**Exercise objective**
Lines from the records below that contain the word "https" are to be copied out.

╭──

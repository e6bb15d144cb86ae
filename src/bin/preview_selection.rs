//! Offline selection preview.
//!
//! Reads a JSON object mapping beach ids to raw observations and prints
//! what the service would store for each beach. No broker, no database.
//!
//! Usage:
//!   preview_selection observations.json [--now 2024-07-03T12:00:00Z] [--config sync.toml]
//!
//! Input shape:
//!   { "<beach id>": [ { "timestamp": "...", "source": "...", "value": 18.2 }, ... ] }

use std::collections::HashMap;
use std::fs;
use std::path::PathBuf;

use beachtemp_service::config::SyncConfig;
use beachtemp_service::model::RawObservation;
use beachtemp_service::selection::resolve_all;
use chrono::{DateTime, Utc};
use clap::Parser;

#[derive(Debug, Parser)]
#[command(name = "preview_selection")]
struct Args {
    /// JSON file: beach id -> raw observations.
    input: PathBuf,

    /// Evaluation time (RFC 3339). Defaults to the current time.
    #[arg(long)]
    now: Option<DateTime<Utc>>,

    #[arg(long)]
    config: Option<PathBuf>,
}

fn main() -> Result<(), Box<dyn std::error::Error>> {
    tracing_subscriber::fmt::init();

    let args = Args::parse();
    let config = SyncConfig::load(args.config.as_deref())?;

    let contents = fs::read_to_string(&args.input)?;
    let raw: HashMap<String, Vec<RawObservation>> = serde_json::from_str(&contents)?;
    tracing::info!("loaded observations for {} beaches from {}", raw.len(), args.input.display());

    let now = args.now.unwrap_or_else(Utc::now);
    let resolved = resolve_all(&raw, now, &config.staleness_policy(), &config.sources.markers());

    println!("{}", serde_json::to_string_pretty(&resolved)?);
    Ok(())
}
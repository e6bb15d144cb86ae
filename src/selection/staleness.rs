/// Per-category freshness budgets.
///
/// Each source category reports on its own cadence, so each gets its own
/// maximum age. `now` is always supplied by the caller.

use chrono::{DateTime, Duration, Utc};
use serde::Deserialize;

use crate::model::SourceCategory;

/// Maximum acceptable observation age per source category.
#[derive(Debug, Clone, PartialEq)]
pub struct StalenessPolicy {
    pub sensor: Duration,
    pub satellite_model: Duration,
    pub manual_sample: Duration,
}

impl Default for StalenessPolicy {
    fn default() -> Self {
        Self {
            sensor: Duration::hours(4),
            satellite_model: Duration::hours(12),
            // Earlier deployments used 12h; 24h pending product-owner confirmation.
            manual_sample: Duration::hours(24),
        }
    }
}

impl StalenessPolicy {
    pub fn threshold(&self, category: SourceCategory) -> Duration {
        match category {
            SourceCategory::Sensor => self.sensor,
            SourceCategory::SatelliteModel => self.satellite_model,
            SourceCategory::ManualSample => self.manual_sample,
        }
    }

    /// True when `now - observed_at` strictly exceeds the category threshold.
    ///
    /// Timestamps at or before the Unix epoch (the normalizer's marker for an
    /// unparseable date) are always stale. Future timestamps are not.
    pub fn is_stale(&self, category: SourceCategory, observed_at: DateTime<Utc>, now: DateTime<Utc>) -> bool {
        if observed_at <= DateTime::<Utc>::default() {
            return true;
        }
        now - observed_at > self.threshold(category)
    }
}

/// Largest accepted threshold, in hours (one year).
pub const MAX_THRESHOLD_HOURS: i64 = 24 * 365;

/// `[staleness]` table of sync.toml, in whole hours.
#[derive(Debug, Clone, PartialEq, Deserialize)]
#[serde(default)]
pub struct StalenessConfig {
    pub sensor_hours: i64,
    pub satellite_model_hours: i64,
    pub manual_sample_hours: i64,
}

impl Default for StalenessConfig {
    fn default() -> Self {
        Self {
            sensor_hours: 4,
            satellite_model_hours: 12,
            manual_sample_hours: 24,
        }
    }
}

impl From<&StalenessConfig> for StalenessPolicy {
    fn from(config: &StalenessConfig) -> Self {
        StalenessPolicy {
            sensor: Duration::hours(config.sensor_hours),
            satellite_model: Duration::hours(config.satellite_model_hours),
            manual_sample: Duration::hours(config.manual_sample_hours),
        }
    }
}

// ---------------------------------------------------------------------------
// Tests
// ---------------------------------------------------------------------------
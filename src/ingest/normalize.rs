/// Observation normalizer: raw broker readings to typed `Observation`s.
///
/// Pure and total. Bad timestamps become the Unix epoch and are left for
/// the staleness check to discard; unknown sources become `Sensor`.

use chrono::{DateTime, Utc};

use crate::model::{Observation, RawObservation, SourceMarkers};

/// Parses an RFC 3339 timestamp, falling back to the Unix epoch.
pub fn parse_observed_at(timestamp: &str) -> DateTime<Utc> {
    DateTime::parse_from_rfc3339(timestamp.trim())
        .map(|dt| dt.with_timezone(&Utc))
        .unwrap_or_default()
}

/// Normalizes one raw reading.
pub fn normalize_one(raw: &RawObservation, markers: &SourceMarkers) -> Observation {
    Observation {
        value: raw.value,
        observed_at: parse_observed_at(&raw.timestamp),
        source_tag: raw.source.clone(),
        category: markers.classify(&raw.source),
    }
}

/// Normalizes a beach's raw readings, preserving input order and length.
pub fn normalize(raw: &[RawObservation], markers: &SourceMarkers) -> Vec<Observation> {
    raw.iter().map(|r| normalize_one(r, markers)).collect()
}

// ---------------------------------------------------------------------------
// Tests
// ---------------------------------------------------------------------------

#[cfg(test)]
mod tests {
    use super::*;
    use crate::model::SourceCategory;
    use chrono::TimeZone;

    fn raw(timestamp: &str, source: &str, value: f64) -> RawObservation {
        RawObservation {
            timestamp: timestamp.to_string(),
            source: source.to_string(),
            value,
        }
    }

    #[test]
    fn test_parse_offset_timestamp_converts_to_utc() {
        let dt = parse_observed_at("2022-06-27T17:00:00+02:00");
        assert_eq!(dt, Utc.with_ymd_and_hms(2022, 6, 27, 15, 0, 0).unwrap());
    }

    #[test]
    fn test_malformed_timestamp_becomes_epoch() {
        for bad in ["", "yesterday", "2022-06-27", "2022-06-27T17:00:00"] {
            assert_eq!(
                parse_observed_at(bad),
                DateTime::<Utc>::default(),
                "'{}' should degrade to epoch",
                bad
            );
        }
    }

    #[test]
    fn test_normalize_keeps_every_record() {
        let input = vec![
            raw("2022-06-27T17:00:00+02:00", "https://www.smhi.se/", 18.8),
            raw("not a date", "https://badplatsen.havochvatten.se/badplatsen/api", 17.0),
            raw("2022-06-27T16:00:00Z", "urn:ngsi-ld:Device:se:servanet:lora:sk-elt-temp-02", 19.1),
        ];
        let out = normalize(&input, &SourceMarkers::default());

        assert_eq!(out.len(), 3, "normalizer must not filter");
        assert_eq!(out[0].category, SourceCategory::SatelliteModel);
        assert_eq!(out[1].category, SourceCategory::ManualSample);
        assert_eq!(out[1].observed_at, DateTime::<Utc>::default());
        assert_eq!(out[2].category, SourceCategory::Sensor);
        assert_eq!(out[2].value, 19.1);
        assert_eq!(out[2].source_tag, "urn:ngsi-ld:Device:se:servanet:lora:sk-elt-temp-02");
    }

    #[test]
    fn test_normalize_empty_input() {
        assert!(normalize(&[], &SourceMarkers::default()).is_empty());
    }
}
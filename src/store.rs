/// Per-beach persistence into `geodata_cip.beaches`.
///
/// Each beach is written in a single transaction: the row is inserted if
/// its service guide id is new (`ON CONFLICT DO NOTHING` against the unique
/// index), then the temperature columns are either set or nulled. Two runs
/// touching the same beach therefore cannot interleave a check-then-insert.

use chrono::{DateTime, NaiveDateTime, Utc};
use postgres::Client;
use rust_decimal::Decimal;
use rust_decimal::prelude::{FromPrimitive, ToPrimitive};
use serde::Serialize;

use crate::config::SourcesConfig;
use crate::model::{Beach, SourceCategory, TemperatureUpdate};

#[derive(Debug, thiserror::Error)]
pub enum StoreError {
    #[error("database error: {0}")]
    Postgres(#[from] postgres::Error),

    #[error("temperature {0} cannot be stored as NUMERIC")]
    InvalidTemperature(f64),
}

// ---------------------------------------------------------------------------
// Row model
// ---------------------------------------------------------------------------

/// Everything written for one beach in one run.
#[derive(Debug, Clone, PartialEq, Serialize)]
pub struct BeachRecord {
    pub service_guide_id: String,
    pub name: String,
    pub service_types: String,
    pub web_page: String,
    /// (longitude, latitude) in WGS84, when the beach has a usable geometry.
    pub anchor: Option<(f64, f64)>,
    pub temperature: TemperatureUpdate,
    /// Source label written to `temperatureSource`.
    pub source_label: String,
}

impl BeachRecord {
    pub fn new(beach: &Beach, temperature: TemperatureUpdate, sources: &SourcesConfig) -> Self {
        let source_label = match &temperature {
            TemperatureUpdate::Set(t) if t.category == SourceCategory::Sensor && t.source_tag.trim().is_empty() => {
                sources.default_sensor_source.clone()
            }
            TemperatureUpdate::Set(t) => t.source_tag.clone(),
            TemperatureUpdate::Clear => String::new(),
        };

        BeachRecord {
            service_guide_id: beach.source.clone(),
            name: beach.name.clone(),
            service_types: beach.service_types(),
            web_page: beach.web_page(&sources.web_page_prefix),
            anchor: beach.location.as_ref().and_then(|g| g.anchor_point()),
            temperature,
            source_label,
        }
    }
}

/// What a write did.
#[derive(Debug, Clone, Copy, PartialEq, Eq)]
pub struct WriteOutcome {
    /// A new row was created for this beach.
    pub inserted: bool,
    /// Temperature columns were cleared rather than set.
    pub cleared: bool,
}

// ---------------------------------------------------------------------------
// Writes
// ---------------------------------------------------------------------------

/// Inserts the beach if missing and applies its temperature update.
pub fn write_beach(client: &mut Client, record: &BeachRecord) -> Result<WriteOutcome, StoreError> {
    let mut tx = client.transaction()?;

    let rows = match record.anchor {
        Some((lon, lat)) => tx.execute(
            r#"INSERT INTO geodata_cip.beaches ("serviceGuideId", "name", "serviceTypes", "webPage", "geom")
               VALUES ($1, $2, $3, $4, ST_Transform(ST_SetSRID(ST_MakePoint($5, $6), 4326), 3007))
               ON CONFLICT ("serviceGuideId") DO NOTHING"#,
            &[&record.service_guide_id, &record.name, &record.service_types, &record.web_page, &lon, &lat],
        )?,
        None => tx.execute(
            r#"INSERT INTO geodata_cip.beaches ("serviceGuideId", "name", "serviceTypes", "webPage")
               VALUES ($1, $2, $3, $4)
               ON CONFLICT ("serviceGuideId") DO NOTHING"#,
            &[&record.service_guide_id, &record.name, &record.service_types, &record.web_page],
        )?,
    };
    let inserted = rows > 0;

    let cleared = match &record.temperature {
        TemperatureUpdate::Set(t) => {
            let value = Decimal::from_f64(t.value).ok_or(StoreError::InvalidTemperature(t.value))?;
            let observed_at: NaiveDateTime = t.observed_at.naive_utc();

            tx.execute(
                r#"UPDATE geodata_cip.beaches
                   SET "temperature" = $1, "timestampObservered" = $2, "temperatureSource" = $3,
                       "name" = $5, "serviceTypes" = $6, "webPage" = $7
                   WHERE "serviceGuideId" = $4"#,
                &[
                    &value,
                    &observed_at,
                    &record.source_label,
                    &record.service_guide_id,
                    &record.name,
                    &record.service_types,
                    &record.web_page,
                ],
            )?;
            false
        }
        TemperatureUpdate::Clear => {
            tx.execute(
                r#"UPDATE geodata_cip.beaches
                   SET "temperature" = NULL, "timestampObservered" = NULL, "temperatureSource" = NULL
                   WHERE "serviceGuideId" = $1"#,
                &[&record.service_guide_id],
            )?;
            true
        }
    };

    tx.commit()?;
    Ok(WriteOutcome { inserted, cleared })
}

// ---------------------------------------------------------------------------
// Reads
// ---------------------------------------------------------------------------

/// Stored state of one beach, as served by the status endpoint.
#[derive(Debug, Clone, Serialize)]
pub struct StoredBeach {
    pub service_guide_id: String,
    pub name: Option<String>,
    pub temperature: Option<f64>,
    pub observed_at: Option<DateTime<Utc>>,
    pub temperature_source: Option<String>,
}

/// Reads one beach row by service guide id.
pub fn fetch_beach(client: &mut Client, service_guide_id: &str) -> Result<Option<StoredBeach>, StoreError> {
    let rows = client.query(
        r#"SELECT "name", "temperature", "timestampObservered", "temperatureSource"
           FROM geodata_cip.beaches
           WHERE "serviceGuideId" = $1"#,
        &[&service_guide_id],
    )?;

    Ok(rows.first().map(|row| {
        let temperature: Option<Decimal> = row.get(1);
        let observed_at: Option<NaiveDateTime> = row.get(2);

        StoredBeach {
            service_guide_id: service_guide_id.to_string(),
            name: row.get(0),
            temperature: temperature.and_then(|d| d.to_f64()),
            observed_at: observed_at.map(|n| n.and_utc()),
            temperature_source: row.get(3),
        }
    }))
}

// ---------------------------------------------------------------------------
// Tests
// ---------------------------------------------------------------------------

╰──

**Worked solution**
            raw("2022-06-27T17:00:00+02:00", "https://www.smhi.se/", 18.8),
            raw("not a date", "https://badplatsen.havochvatten.se/badplatsen/api", 17.0),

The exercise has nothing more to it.